Interdiscip Cardiovasc Thorac Surg. 2026 Jan 10:ivag017. doi: 10.1093/icvts/ivag017. Online ahead of print.

ABSTRACT

OBJECTIVES: Extended arch replacement (EAR) and hemiarch replacement (HAR) are surgical options for type A acute aortic dissection (AAD). However, the effectiveness of EAR compared with HAR, particularly in elderly patients, remains unclear owing to its invasiveness and complications. This study aimed to compare the postoperative outcomes of EAR and HAR in elderly patients with type A AAD.

METHODS: This retrospective cohort study used data from the Shizuoka Kokuho Database, a prefecture-wide, multi-institutional administrative claims database managed by the Shizuoka Prefectural Government. We identified patients aged ≥60 years with type A AAD who underwent HAR or EAR between April 2012 and September 2022. Propensity score matching was employed to balance the baseline characteristics between the groups. The primary outcome was all-cause mortality. The secondary outcome included the incidence of reoperation for bleeding.

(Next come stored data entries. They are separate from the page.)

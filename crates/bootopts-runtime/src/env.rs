//! Environment variables understood by the runtime.

use bootopts_core::EnvSource;

/// Prefix for runtime variables: `BOOT_NTHREADS` supplies `nthreads`.
pub const ENV_PREFIX: &str = "BOOT";

/// Short names accepted alongside the prefixed form.
///
/// When both spellings are present the prefixed one wins.
pub const ENV_ALIASES: [(&str, &str); 4] = [
    ("BOOT_NUM_THREADS", "nthreads"),
    ("BOOT_PROJECT", "project"),
    ("BOOT_CPU_TARGET", "cpu_target"),
    ("BOOT_HEAP_SIZE_HINT", "heap_size_hint"),
];

/// Environment source for the runtime schema, reading the process
/// environment.
pub fn runtime_env_source() -> EnvSource {
    ENV_ALIASES
        .iter()
        .fold(EnvSource::with_prefix(ENV_PREFIX), |env, (var, option)| {
            env.alias(*var, *option)
        })
}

RESULTS: A total of 774 patients were included (174 undergoing EAR and 600 undergoing HAR). After propensity score matching, 167 matched pairs were analyzed. Kaplan-Meier curves revealed no significant differences in survival between both procedures (log-rank test, p = 0.739). Cox proportional hazards analysis also revealed no significant differences in all-cause mortality between the EAR and HAR groups (hazard ratio: 1.08, 95% confidence interval: 0.70-1.66). However, the incidence of reoperation for bleeding was higher in the EAR group than in the HAR group (20 [12.0%] vs 7 [4.2%], p = 0.012).

CONCLUSIONS: Although no statistically significant difference in postoperative mortality was observed between EAR and HAR, the incidence of reoperation for bleeding was higher in the EAR group. Therefore, the indication for EAR in elderly patients with type A AAD should be considered with caution.